**TRY IT**
Look through the lines below and copy each one that includes "RefreshToken".
** RECORDED INFORMATION follows **
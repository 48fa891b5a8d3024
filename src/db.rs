use sqlx::postgres::{PgPool, PgPoolOptions};
use std::time::Duration;

/// Type alias for the PostgreSQL connection pool
pub type DbPool = PgPool;

/// Creates and configures a PostgreSQL connection pool.
/// The pool is built once at startup and threaded through the app state.
pub async fn create_pool(database_url: &str) -> Result<DbPool, sqlx::Error> {
    tracing::debug!("Creating database connection pool");

    let pool = PgPoolOptions::new()
        .max_connections(5)
        .acquire_timeout(Duration::from_secs(3))
        .connect(database_url)
        .await?;

    tracing::info!("Database connection pool created successfully");
    Ok(pool)
}
// Authentication data models and DTOs

use chrono::{DateTime, Utc};
use serde::{Deserialize, Serialize};
use sqlx::FromRow;
use std::fmt;
use utoipa::ToSchema;
use validator::Validate;

/// User roles recognized by the access guard
#[derive(Debug, Clone, Copy, PartialEq, Eq, Serialize, Deserialize, sqlx::Type, ToSchema)]
#[sqlx(type_name = "user_role", rename_all = "PascalCase")]
pub enum Role {
    Admin,
    Teacher,
    Student,
}

impl fmt::Display for Role {
    fn fmt(&self, f: &mut fmt::Formatter<'_>) -> fmt::Result {
        match self {
            Role::Admin => write!(f, "Admin"),
            Role::Teacher => write!(f, "Teacher"),
            Role::Student => write!(f, "Student"),
        }
    }
}

/// User database model
#[derive(Debug, Clone, FromRow)]
pub struct User {
    pub id: i32,
    pub name: String,
    pub email: String,
    pub password_hash: String,
    pub role: Role,
    pub created_at: DateTime<Utc>,
}

/// User response model (excludes password_hash)
#[derive(Debug, Clone, Serialize, Deserialize, ToSchema)]
#[serde(rename_all = "camelCase")]
pub struct UserResponse {
    pub id: i32,
    pub name: String,
    pub email: String,
    pub role: Role,
    pub created_at: DateTime<Utc>,
}

impl From<User> for UserResponse {
    fn from(user: User) -> Self {
        Self {
            id: user.id,
            name: user.name,
            email: user.email,
            role: user.role,
            created_at: user.created_at,
        }
    }
}

/// Refresh token database model
#[derive(Debug, Clone, FromRow)]
pub struct RefreshToken {
    pub id: i32,
    pub user_id: i32,
    pub token_hash: String,
    pub expires_at: DateTime<Utc>,
    pub created_at: DateTime<Utc>,
}

impl RefreshToken {
    /// Whether the stored expiry lies in the past
    pub fn is_expired(&self) -> bool {
        self.expires_at < Utc::now()
    }
}

/// Registration request DTO
#[derive(Debug, Serialize, Deserialize, Validate, ToSchema)]
pub struct RegisterRequest {
    #[validate(length(min = 1))]
    pub name: String,
    #[validate(email)]
    pub email: String,
    #[validate(length(min = 6))]
    pub password: String,
    pub role: Option<Role>,
}

/// Login request DTO
#[derive(Debug, Serialize, Deserialize, Validate, ToSchema)]
pub struct LoginRequest {
    #[validate(email)]
    pub email: String,
    pub password: String,
}

/// Token refresh / logout request DTO
#[derive(Debug, Serialize, Deserialize, ToSchema)]
#[serde(rename_all = "camelCase")]
pub struct RefreshRequest {
    pub refresh_token: String,
}

/// Login response: user info plus both tokens
#[derive(Debug, Serialize, Deserialize, ToSchema)]
#[serde(rename_all = "camelCase")]
pub struct LoginResponse {
    pub id: i32,
    pub name: String,
    pub email: String,
    pub role: Role,
    pub access_token: String,
    pub refresh_token: String,
}

/// Refresh response: new access token, unchanged refresh token
#[derive(Debug, Serialize, Deserialize, ToSchema)]
#[serde(rename_all = "camelCase")]
pub struct RefreshResponse {
    pub access_token: String,
    pub refresh_token: String,
}

#[cfg(test)]
mod tests {
    use super::*;
    use chrono::Duration;

    fn token_expiring_at(expires_at: DateTime<Utc>) -> RefreshToken {
        RefreshToken {
            id: 1,
            user_id: 1,
            token_hash: "abc".to_string(),
            expires_at,
            created_at: Utc::now() - Duration::days(1),
        }
    }

    #[test]
    fn test_future_expiry_is_live() {
        assert!(!token_expiring_at(Utc::now() + Duration::days(7)).is_expired());
        assert!(!token_expiring_at(Utc::now() + Duration::seconds(30)).is_expired());
    }

    #[test]
    fn test_past_expiry_is_expired() {
        assert!(token_expiring_at(Utc::now() - Duration::seconds(1)).is_expired());
        assert!(token_expiring_at(Utc::now() - Duration::days(30)).is_expired());
    }
}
** End of RECORDED INFORMATION **
**RESPONSE FOR THIS EXERCISE**
pub struct RefreshToken {
impl RefreshToken {
    fn token_expiring_at(expires_at: DateTime<Utc>) -> RefreshToken {
        RefreshToken {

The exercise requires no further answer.